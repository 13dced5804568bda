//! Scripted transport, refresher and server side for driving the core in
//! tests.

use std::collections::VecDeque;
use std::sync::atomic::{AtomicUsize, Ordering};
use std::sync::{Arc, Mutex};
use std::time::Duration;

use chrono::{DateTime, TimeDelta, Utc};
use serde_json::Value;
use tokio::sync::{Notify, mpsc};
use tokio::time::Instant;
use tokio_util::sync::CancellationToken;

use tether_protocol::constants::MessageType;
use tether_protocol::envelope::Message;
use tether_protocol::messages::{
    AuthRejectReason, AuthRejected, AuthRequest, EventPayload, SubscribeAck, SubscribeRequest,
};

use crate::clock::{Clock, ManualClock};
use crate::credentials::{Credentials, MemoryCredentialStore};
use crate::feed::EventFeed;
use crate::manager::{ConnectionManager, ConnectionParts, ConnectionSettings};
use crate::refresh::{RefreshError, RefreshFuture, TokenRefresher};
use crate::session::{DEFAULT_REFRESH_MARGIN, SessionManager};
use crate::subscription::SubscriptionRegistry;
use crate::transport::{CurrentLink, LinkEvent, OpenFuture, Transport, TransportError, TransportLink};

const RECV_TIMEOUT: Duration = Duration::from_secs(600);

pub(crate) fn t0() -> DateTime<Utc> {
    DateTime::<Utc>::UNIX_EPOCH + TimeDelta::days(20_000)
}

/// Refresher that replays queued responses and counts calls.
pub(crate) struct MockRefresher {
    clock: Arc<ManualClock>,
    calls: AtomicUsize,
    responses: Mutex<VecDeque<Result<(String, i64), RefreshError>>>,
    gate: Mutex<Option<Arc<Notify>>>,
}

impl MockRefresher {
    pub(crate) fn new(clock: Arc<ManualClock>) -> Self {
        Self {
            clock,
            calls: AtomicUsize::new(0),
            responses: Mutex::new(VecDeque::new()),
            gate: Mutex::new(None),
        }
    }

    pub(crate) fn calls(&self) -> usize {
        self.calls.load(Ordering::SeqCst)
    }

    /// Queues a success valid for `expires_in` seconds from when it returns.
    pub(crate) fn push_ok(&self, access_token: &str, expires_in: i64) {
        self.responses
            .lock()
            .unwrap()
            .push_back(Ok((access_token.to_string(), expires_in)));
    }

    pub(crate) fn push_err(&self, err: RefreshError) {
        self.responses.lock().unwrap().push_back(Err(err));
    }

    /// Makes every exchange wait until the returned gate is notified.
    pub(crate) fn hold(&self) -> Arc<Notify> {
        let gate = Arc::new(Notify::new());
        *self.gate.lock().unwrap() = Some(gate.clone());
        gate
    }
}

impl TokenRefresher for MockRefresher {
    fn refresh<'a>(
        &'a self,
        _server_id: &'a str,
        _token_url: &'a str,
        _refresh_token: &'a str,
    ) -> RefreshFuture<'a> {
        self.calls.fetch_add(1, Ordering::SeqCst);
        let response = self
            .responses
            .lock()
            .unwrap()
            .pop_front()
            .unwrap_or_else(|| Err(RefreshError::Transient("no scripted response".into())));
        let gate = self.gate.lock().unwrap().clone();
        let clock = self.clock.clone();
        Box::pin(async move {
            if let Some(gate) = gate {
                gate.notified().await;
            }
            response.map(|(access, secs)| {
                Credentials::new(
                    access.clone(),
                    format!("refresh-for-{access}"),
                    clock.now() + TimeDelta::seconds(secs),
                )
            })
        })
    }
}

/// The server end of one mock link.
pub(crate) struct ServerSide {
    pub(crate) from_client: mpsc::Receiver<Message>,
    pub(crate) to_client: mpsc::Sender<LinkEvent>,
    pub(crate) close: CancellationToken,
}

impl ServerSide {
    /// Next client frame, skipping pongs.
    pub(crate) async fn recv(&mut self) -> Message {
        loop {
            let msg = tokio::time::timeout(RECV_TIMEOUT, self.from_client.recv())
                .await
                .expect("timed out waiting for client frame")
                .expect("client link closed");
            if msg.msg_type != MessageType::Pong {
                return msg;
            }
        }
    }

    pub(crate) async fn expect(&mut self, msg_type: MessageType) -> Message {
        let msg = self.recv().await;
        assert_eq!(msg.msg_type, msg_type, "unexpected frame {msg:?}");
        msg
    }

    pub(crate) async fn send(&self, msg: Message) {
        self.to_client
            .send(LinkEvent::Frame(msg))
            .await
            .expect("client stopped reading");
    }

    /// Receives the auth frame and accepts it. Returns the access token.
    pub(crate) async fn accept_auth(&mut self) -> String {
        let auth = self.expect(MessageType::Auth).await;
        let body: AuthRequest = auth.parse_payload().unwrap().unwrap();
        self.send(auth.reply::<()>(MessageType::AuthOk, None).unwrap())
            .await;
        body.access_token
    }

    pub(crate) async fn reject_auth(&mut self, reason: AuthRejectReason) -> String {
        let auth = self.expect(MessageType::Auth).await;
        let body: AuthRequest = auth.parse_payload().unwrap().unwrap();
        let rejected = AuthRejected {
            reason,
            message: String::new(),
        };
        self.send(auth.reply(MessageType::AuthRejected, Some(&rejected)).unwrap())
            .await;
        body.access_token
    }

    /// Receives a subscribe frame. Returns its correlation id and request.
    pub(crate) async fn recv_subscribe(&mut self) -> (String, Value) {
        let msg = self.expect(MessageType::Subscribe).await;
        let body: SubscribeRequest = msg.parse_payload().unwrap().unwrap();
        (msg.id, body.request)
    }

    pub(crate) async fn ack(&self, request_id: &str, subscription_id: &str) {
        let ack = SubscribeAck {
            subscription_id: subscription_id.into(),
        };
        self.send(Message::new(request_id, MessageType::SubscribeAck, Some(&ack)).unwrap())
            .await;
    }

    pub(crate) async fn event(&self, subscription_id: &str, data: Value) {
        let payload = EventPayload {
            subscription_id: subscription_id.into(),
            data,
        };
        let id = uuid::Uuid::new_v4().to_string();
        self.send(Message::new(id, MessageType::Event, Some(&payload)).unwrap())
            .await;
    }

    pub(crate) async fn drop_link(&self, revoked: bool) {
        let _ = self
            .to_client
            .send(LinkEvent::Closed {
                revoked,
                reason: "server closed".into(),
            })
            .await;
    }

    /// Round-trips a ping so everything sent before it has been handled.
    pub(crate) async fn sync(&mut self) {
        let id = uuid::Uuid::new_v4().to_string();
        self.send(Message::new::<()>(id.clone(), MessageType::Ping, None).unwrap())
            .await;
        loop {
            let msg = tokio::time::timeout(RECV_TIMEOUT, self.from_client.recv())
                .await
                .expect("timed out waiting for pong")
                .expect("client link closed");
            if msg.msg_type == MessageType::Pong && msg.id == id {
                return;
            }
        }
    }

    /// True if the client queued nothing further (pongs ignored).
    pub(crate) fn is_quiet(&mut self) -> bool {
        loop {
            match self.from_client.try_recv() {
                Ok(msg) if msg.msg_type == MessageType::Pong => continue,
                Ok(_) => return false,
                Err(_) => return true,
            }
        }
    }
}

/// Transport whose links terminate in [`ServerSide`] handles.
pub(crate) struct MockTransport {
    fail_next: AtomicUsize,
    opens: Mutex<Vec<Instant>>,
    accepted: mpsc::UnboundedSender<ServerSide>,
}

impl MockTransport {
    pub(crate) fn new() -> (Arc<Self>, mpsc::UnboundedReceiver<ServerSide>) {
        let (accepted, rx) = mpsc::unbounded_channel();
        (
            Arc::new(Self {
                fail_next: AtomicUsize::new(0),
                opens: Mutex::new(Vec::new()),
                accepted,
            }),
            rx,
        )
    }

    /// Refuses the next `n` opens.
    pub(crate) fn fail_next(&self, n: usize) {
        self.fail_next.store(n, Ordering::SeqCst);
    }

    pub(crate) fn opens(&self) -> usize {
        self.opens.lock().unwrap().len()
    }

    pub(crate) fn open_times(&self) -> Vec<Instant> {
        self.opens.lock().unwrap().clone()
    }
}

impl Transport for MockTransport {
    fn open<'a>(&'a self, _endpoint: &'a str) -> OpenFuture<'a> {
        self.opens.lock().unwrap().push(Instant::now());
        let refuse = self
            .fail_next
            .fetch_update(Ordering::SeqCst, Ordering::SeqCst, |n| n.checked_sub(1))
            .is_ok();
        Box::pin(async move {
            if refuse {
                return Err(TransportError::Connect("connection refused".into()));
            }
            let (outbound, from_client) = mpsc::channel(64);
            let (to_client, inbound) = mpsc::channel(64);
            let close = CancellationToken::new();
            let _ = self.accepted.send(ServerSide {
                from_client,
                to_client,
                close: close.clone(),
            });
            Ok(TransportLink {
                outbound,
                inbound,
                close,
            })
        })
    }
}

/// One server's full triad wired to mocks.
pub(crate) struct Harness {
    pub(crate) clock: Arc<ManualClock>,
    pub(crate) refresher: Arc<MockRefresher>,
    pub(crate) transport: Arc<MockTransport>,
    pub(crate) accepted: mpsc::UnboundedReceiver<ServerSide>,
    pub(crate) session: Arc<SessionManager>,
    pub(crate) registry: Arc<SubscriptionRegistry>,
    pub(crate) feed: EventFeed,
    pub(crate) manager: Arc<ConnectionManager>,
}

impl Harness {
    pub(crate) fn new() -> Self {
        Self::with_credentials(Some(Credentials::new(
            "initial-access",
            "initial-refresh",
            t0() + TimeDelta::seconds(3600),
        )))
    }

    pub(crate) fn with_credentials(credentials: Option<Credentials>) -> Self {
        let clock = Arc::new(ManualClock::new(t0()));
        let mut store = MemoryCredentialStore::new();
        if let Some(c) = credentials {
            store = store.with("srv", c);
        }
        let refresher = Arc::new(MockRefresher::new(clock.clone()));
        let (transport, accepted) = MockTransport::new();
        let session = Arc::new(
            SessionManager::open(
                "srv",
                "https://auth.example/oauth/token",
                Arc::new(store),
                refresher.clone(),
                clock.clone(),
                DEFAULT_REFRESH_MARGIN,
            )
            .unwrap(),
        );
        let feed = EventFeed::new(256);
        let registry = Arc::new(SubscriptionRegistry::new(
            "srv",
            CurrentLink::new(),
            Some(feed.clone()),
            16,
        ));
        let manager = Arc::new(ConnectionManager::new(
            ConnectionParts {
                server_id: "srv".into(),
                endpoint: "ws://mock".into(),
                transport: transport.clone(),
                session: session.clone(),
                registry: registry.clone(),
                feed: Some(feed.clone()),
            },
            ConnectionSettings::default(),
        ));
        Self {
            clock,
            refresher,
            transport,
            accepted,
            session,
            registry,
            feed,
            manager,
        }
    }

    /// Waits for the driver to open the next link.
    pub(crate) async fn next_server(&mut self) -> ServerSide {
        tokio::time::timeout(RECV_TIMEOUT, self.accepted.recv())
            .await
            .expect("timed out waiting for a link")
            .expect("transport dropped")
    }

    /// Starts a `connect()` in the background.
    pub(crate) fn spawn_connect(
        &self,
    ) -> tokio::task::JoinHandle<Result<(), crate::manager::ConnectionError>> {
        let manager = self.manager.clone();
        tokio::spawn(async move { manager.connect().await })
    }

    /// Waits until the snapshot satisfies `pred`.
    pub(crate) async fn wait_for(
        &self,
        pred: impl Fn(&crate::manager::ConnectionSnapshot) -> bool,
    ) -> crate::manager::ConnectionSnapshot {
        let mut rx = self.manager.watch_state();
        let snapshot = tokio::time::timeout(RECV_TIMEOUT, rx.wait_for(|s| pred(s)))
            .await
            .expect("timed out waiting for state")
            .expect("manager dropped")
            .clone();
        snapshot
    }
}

* WHAT IS REQUIRED *
Copy the entries above exactly, but only from the line holding "use tokio_util::sync::CancellationToken;" through the line holding "impl TokenRefresher for", both included.

* RESPONSE AREA *
use tokio_util::sync::CancellationToken;

use tether_protocol::constants::MessageType;
use tether_protocol::envelope::Message;
use tether_protocol::messages::{
    AuthRejectReason, AuthRejected, AuthRequest, EventPayload, SubscribeAck, SubscribeRequest,
};

use crate::clock::{Clock, ManualClock};
use crate::credentials::{Credentials, MemoryCredentialStore};
use crate::feed::EventFeed;
use crate::manager::{ConnectionManager, ConnectionParts, ConnectionSettings};
use crate::refresh::{RefreshError, RefreshFuture, TokenRefresher};
use crate::session::{DEFAULT_REFRESH_MARGIN, SessionManager};
use crate::subscription::SubscriptionRegistry;
use crate::transport::{CurrentLink, LinkEvent, OpenFuture, Transport, TransportError, TransportLink};

const RECV_TIMEOUT: Duration = Duration::from_secs(600);

pub(crate) fn t0() -> DateTime<Utc> {
    DateTime::<Utc>::UNIX_EPOCH + TimeDelta::days(20_000)
}

/// Refresher that replays queued responses and counts calls.
pub(crate) struct MockRefresher {
    clock: Arc<ManualClock>,
    calls: AtomicUsize,
    responses: Mutex<VecDeque<Result<(String, i64), RefreshError>>>,
    gate: Mutex<Option<Arc<Notify>>>,
}

impl MockRefresher {
    pub(crate) fn new(clock: Arc<ManualClock>) -> Self {
        Self {
            clock,
            calls: AtomicUsize::new(0),
            responses: Mutex::new(VecDeque::new()),
            gate: Mutex::new(None),
        }
    }

    pub(crate) fn calls(&self) -> usize {
        self.calls.load(Ordering::SeqCst)
    }

    /// Queues a success valid for `expires_in` seconds from when it returns.
    pub(crate) fn push_ok(&self, access_token: &str, expires_in: i64) {
        self.responses
            .lock()
            .unwrap()
            .push_back(Ok((access_token.to_string(), expires_in)));
    }

    pub(crate) fn push_err(&self, err: RefreshError) {
        self.responses.lock().unwrap().push_back(Err(err));
    }

    /// Makes every exchange wait until the returned gate is notified.
    pub(crate) fn hold(&self) -> Arc<Notify> {
        let gate = Arc::new(Notify::new());
        *self.gate.lock().unwrap() = Some(gate.clone());
        gate
    }
}

impl TokenRefresher for MockRefresher {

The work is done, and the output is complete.